**** Exercise inputs ****

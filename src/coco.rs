//! COCO style catalog of one video
//!
//! Every frame becomes an image record and every observation an annotation
//! record with an absolute `[x, y, width, height]` box. A second "tiny"
//! catalog holding only the first ten frames is written for quick experiments.

use log::{info, warn};
use serde::{Deserialize, Serialize};
use std::fs::File;
use std::io::{BufWriter, Write};
use std::path::{Path, PathBuf};

use crate::error::{Error, Result};
use crate::track_table::TrackTable;
use crate::types::{Category, FrameDimensions};

pub const DEFAULT_DESCRIPTION: &str = "Stanford UAV Dataset";

/// Number of frames captured by the tiny catalog
pub const TINY_FRAME_COUNT: u32 = 10;

/// Boxes are absolute `[x, y, width, height]`
pub const BBOX_MODE_XYWH_ABS: u32 = 1;

#[derive(Debug, Clone, PartialEq, Serialize, Deserialize)]
pub struct Info {
    pub description: String,
}

#[derive(Debug, Clone, PartialEq, Serialize, Deserialize)]
pub struct CategoryEntry {
    pub id: u32,
    pub name: String,
}

#[derive(Debug, Clone, PartialEq, Serialize, Deserialize)]
pub struct Image {
    pub id: u32,
    pub width: u32,
    pub height: u32,
    pub depth: u8,
    pub file_name: String,
}

#[derive(Debug, Clone, PartialEq, Serialize, Deserialize)]
pub struct Annotation {
    pub id: u64,
    pub image_id: u32,
    pub category_id: u32,
    pub bbox: [f64; 4], // [x, y, width, height]
    pub iscrowd: u32,
    pub bbox_mode: u32,
    pub area: f64,
}

/// Complete catalog document
#[derive(Debug, Clone, PartialEq, Serialize, Deserialize)]
pub struct CocoFile {
    pub info: Vec<Info>,
    pub images: Vec<Image>,
    pub annotations: Vec<Annotation>,
    pub categories: Vec<CategoryEntry>,
}

impl CocoFile {
    pub fn new(description: &str) -> Self {
        Self {
            info: vec![Info {
                description: description.to_string(),
            }],
            images: Vec::new(),
            annotations: Vec::new(),
            categories: Category::ALL
                .iter()
                .map(|category| CategoryEntry {
                    id: category.id(),
                    name: category.name().to_string(),
                })
                .collect(),
        }
    }

    /// Write the catalog as JSON indented by four spaces, replacing any existing file.
    pub fn write(&self, path: &Path) -> Result<()> {
        let file = File::create(path).map_err(Error::io(path))?;
        let mut writer = BufWriter::new(file);
        let formatter = serde_json::ser::PrettyFormatter::with_indent(b"    ");
        let mut serializer = serde_json::Serializer::with_formatter(&mut writer, formatter);
        self.serialize(&mut serializer)?;
        writer.flush().map_err(Error::io(path))
    }
}

/// Accumulates frames into a catalog in frame order.
///
/// Annotation ids are `frame_index + counter`, where the counter restarts each
/// frame from the last enumeration index used by the previous non-empty frame.
/// Tooling built against earlier exports of this dataset keys on these values.
#[derive(Debug, Clone)]
pub struct CatalogBuilder {
    prefix: String,
    dims: FrameDimensions,
    running_counter: u64,
    catalog: CocoFile,
}

impl CatalogBuilder {
    pub fn new(prefix: &str, dims: FrameDimensions, description: &str) -> Self {
        Self {
            prefix: prefix.to_string(),
            dims,
            running_counter: 0,
            catalog: CocoFile::new(description),
        }
    }

    /// Add the image record and annotations of one frame.
    pub fn push_frame(&mut self, table: &TrackTable, frame_index: u32) -> Result<()> {
        self.catalog.images.push(Image {
            id: frame_index,
            width: self.dims.width,
            height: self.dims.height,
            depth: self.dims.depth,
            file_name: format!("{}{}.jpg", self.prefix, frame_index),
        });

        let mut count = self.running_counter;
        for observation in table.observations_in_frame(frame_index) {
            let category = Category::from_label(&observation.label)?;

            let box_width = (observation.x_max as f64 - observation.x_min as f64).abs();
            let box_height = (observation.y_max as f64 - observation.y_min as f64).abs();

            self.catalog.annotations.push(Annotation {
                id: u64::from(frame_index) + count,
                image_id: frame_index,
                category_id: category.id(),
                bbox: [
                    observation.x_min as f64,
                    observation.y_min as f64,
                    box_width,
                    box_height,
                ],
                iscrowd: 0,
                bbox_mode: BBOX_MODE_XYWH_ABS,
                area: box_width * box_height,
            });

            self.running_counter = count;
            count += 1;
        }
        Ok(())
    }

    pub fn catalog(&self) -> &CocoFile {
        &self.catalog
    }

    pub fn finish(self) -> CocoFile {
        self.catalog
    }
}

/// Builds and writes the per-video catalogs.
#[derive(Debug, Clone)]
pub struct CocoEncoder {
    pub description: String,
}

impl Default for CocoEncoder {
    fn default() -> Self {
        Self {
            description: DEFAULT_DESCRIPTION.to_string(),
        }
    }
}

impl CocoEncoder {
    pub fn new() -> Self {
        Self::default()
    }

    /// Build the catalog for frames `1..=frame_count` without touching the filesystem.
    pub fn encode(
        &self,
        table: &TrackTable,
        dims: FrameDimensions,
        prefix: &str,
        frame_count: u32,
    ) -> Result<CocoFile> {
        let mut builder = CatalogBuilder::new(prefix, dims, &self.description);
        for frame_index in 1..=frame_count {
            builder.push_frame(table, frame_index)?;
        }
        Ok(builder.finish())
    }

    pub fn output_path(dest_dir: &Path, prefix: &str) -> PathBuf {
        dest_dir.join(format!("{}.json", prefix))
    }

    pub fn tiny_output_path(dest_dir: &Path, prefix: &str) -> PathBuf {
        dest_dir.join(format!("{}tiny.json", prefix))
    }

    /// Build the catalog and write it to `dest_dir`. The tiny catalog is written
    /// as soon as frame 10 is reached, so it survives a failure in a later frame.
    pub fn write_catalogs(
        &self,
        table: &TrackTable,
        dims: FrameDimensions,
        prefix: &str,
        frame_count: u32,
        dest_dir: &Path,
    ) -> Result<CocoFile> {
        let mut builder = CatalogBuilder::new(prefix, dims, &self.description);
        for frame_index in 1..=frame_count {
            builder.push_frame(table, frame_index)?;
            if frame_index == TINY_FRAME_COUNT {
                let tiny_path = Self::tiny_output_path(dest_dir, prefix);
                builder.catalog().write(&tiny_path)?;
                info!("Wrote {}", tiny_path.display());
            }
        }
        if frame_count < TINY_FRAME_COUNT {
            warn!(
                "{} has only {} frames; tiny catalog not written",
                prefix, frame_count
            );
        }

        let catalog = builder.finish();
        let path = Self::output_path(dest_dir, prefix);
        catalog.write(&path)?;
        info!("Wrote {}", path.display());
        Ok(catalog)
    }
}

****

■ **Directions**:
In the records above, collect each line with "area".

■ **Result**:
    pub area: f64,
                area: box_width * box_height,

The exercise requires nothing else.